┌─ Supplied data

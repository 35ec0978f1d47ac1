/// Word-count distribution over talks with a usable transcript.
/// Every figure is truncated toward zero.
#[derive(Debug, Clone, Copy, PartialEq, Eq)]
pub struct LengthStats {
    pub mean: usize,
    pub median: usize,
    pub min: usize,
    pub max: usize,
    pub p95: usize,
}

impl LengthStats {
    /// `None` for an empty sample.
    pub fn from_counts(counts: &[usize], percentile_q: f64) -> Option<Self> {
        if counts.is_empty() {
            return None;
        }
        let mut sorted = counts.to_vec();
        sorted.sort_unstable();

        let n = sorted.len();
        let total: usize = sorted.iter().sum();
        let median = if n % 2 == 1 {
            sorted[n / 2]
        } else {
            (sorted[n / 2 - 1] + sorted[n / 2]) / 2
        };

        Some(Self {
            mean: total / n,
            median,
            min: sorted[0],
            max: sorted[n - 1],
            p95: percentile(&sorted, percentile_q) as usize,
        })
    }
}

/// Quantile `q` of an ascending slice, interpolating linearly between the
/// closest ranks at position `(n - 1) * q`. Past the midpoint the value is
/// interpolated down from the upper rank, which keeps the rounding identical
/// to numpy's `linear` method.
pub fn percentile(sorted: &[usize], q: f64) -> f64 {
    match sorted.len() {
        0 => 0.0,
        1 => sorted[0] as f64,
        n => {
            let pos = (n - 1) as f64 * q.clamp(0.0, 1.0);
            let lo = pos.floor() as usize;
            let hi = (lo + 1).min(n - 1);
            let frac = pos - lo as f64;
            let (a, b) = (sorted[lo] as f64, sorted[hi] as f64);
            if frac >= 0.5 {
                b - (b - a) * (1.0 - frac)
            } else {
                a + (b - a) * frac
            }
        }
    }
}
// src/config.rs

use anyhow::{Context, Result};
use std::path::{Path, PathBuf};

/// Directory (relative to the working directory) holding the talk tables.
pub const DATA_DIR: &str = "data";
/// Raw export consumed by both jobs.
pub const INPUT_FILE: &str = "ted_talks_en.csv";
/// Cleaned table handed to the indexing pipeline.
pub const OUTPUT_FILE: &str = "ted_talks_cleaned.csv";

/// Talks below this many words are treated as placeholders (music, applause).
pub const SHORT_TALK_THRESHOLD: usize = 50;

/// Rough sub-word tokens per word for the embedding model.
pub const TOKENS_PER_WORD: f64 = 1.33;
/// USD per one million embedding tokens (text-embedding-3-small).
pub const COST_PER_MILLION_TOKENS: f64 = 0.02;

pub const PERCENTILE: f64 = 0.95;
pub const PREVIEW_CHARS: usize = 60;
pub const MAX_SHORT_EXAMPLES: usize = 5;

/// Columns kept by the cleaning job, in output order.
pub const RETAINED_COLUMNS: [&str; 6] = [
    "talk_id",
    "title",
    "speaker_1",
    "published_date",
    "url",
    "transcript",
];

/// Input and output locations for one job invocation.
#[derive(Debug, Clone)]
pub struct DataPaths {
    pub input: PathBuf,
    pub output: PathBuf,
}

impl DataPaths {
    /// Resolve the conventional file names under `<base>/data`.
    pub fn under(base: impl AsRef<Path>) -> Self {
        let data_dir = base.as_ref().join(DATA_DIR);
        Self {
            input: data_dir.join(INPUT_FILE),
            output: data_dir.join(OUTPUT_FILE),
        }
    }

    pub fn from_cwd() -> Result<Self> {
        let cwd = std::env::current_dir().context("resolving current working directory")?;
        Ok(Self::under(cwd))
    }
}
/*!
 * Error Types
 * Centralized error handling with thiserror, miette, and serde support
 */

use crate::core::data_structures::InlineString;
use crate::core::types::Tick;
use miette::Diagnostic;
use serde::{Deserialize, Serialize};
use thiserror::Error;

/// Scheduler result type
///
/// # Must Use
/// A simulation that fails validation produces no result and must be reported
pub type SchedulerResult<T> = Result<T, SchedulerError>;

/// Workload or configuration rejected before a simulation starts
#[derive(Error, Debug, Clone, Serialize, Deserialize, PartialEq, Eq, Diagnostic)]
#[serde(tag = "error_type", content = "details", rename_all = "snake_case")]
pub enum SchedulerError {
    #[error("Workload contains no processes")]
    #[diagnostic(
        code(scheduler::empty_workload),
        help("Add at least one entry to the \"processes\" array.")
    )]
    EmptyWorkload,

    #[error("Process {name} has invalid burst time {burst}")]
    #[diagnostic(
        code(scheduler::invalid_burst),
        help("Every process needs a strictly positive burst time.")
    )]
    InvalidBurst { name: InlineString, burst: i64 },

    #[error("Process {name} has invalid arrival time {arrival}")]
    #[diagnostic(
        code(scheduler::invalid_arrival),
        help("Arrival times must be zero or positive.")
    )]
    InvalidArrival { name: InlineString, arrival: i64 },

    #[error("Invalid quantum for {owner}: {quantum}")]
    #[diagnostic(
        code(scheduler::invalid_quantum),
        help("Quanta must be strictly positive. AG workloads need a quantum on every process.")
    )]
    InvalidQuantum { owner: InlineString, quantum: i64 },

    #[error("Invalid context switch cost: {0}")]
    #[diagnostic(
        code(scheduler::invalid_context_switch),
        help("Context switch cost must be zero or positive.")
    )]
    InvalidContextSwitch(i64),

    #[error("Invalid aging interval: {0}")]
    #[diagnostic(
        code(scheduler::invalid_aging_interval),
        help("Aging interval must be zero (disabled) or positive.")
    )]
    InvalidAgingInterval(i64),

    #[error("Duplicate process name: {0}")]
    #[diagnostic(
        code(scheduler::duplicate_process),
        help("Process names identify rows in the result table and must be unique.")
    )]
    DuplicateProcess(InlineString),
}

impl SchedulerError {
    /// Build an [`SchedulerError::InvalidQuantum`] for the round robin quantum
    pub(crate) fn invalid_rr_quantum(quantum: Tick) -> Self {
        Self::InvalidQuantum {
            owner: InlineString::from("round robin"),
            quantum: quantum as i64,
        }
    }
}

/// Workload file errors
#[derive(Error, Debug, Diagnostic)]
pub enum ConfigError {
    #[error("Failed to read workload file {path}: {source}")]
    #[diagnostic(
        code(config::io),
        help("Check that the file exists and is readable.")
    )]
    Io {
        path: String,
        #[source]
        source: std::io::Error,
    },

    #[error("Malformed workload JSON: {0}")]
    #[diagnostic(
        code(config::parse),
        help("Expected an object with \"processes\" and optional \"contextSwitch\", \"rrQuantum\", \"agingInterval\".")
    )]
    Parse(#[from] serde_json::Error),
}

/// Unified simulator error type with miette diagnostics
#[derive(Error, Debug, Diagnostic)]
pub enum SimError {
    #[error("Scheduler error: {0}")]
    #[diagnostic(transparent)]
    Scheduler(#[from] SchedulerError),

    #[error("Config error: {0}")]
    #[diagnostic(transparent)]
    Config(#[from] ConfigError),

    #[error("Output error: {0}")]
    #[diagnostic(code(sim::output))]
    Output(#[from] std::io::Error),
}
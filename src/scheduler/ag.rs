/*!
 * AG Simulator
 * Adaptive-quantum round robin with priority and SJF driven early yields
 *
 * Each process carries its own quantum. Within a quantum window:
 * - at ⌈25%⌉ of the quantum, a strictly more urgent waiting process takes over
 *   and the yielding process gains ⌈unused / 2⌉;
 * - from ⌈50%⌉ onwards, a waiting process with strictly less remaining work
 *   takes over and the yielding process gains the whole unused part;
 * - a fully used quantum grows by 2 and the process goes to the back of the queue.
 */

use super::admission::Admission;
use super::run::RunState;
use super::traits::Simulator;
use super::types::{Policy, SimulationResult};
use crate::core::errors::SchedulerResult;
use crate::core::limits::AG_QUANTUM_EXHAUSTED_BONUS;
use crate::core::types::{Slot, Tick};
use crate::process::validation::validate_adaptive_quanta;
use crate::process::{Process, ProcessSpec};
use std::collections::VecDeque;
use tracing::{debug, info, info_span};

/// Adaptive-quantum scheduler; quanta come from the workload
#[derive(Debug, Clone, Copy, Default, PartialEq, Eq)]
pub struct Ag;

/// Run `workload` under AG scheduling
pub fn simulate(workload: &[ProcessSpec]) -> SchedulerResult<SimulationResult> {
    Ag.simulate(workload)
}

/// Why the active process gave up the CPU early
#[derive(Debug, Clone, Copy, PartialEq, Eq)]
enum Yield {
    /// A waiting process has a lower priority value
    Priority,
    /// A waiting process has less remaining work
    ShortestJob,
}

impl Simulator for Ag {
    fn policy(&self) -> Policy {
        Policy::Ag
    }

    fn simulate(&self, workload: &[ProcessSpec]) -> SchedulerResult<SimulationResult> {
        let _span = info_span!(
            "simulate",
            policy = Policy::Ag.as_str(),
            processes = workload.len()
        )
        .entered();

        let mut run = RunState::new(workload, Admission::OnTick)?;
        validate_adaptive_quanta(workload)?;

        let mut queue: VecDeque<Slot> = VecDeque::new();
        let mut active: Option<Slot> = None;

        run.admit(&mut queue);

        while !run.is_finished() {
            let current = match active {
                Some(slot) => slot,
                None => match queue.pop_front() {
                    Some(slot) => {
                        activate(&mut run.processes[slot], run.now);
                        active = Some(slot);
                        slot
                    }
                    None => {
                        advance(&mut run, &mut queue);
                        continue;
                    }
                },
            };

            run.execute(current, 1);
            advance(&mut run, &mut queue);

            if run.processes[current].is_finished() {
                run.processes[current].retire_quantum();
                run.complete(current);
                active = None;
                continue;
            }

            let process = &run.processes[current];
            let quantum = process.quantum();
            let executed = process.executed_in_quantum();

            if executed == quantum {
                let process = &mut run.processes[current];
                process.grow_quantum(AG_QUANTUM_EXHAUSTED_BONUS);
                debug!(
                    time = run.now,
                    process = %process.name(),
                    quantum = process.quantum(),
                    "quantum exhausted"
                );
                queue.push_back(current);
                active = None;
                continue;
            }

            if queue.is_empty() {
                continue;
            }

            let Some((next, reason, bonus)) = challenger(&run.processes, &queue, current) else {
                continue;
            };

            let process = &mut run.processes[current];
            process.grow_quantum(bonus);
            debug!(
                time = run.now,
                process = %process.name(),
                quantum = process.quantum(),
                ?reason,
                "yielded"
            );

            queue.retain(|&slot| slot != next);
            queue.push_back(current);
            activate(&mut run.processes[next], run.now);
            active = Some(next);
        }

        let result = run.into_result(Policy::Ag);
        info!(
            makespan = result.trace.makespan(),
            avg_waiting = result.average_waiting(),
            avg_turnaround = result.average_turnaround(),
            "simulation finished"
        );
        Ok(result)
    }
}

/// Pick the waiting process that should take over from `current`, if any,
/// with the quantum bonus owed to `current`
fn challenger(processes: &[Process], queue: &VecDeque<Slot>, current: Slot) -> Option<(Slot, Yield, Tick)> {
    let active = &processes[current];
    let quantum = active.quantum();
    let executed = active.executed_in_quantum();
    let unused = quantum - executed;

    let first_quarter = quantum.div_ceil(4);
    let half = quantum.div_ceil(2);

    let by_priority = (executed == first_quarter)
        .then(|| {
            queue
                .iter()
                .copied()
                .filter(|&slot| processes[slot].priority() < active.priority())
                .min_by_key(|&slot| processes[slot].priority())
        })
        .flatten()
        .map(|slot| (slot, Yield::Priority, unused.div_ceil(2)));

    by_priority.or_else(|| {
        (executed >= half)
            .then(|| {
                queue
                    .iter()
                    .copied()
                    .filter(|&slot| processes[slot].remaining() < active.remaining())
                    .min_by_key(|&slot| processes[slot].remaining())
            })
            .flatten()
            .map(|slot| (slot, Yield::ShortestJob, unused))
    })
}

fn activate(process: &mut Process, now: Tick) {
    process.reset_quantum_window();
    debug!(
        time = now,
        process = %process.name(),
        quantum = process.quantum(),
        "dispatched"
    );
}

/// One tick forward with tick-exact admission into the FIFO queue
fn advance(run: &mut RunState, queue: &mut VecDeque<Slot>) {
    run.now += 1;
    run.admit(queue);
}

└─

→ **What the exercise asks**: Please reply with an exact copy of the lines above, starting at the first and ending at the line that holds "let total: usize".

→ **Exercise result**:
repository 35ec0978f1d47ac1
/// Word-count distribution over talks with a usable transcript.
/// Every figure is truncated toward zero.
#[derive(Debug, Clone, Copy, PartialEq, Eq)]
pub struct LengthStats {
    pub mean: usize,
    pub median: usize,
    pub min: usize,
    pub max: usize,
    pub p95: usize,
}

impl LengthStats {
    /// `None` for an empty sample.
    pub fn from_counts(counts: &[usize], percentile_q: f64) -> Option<Self> {
        if counts.is_empty() {
            return None;
        }
        let mut sorted = counts.to_vec();
        sorted.sort_unstable();

        let n = sorted.len();
        let total: usize = sorted.iter().sum();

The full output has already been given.